Do tell. And if, at any point along the way, you’d like to confess how unjustifiably superior you’ve felt all your life, how privileged, insensitive, rich, greedy, and guilty you feel, or if you’d like to beg the forgiveness of one oppressed group or another for not properly honoring its contributions to your life, and for all the offensive and oblivious assumptions you’ve made without benefit of appropriate remuneration and reparations, have at it. (It doesn’t even have to have anything to do with food. In fact, such things usually don’t. But you can get them all off your chest here. We’ll listen, and we’ll pile on additional opprobrium to support you, as you confess and indulge in self-flagellation and virtue-signalling until you’re spent. You’ll feel so much better after. Promise.)

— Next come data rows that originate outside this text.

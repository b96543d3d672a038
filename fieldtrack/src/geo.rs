//! Great-circle helpers for track distances.
//!
//! Positions are `(latitude, longitude)` in decimal degrees, distances are
//! meters on a spherical earth (mean radius).

use std::f64::consts::PI;

/// Mean earth radius in meters (IUGG).
pub const EARTH_RADIUS_M: f64 = 6_371_008.8;

/// Degrees to radians conversion factor.
const DEG_TO_RAD: f64 = PI / 180.0;

/// Calculate the great-circle distance between two positions.
///
/// Uses the haversine formula, which stays accurate for the short hops
/// between consecutive track points.
///
/// # Example
///
/// ```
/// use fieldtrack::geo::distance_m;
///
/// // One degree of latitude is roughly 111.2 km
/// let dist = distance_m((0.0, 0.0), (1.0, 0.0));
/// assert!((dist - 111_195.0).abs() < 10.0);
/// ```
pub fn distance_m(from: (f64, f64), to: (f64, f64)) -> f64 {
    let (lat1, lon1) = from;
    let (lat2, lon2) = to;

    let lat1_rad = lat1 * DEG_TO_RAD;
    let lat2_rad = lat2 * DEG_TO_RAD;
    let delta_lat = (lat2 - lat1) * DEG_TO_RAD;
    let delta_lon = (lon2 - lon1) * DEG_TO_RAD;

    let a = (delta_lat / 2.0).sin().powi(2)
        + lat1_rad.cos() * lat2_rad.cos() * (delta_lon / 2.0).sin().powi(2);
    let c = 2.0 * a.sqrt().min(1.0).asin();

    EARTH_RADIUS_M * c
}

/// Move a position north by the given number of meters.
///
/// Handy for building synthetic tracks; longitude is left untouched.
pub fn offset_north(from: (f64, f64), meters: f64) -> (f64, f64) {
    let (lat, lon) = from;
    (lat + (meters / EARTH_RADIUS_M) / DEG_TO_RAD, lon)
}

/// Returns true if the coordinates can be stored as a track point.
pub fn is_valid_coordinate(latitude: f64, longitude: f64) -> bool {
    latitude.is_finite()
        && longitude.is_finite()
        && (-90.0..=90.0).contains(&latitude)
        && (-180.0..=180.0).contains(&longitude)
}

PS–Here’s my beloved mother-in-law’s recipe for German potato salad. She was of 100% Polish extraction, on both sides, so I’m sure it’s authentic:

  1.  Boil some waxy potatoes (not floury like russet. These aren’t to mash, these are to chop. Don’t peel them before you boil them. This is a peasant recipe. Peasants couldn’t afford to waste anything). Cool them, then chop into chunks.
  2. Cook four or five slices of good bacon until crisp. Save the bacon grease.
  3. Put 1/2 to 3/4 cup chopped onions in the bacon grease, and cook till soft. Stir in a couple tablespoons flour, a little salt and pepper, and a couple teaspoons sugar.
  4. Stir in a cup or so of water, slowly so it doesn’t get lumpy, and then add about 4 tablespoons white vinegar.
  5. Simmer for a couple of minutes.
  6. Crumble the bacon over the chopped potatoes.
  7. Dump the bacon and coarsely chopped potatoes into the skillet (now she tells me) with the “dressing.”
  8. Stir.
  9. Cool a little.
  10. Enjoy!

Note: I undercook the potatoes slightly so the hold their shape. I don’t add additional salt, as I figure the bacon takes care of that. Other ingredients, such as the vinegar and sugar, can be adjusted to taste.

PPS–Whatever you do, while experimenting with recipes and trying to show off your street creds in a rush of fellow-feeling towards the marginalized, please remember the invaluable advice regarding Loon Soup from The Eskimo Cookbook. This may be the last time I’m allowed to cite it without being deplatformed for hate speech, just for mentioning the name of the publication. Wonder if anyone’s asked our feathered friends how they feel about being referred to as “loons.” Prolly not. Yet, anyway. Someone, please call Greta Thunberg and get her on the case.)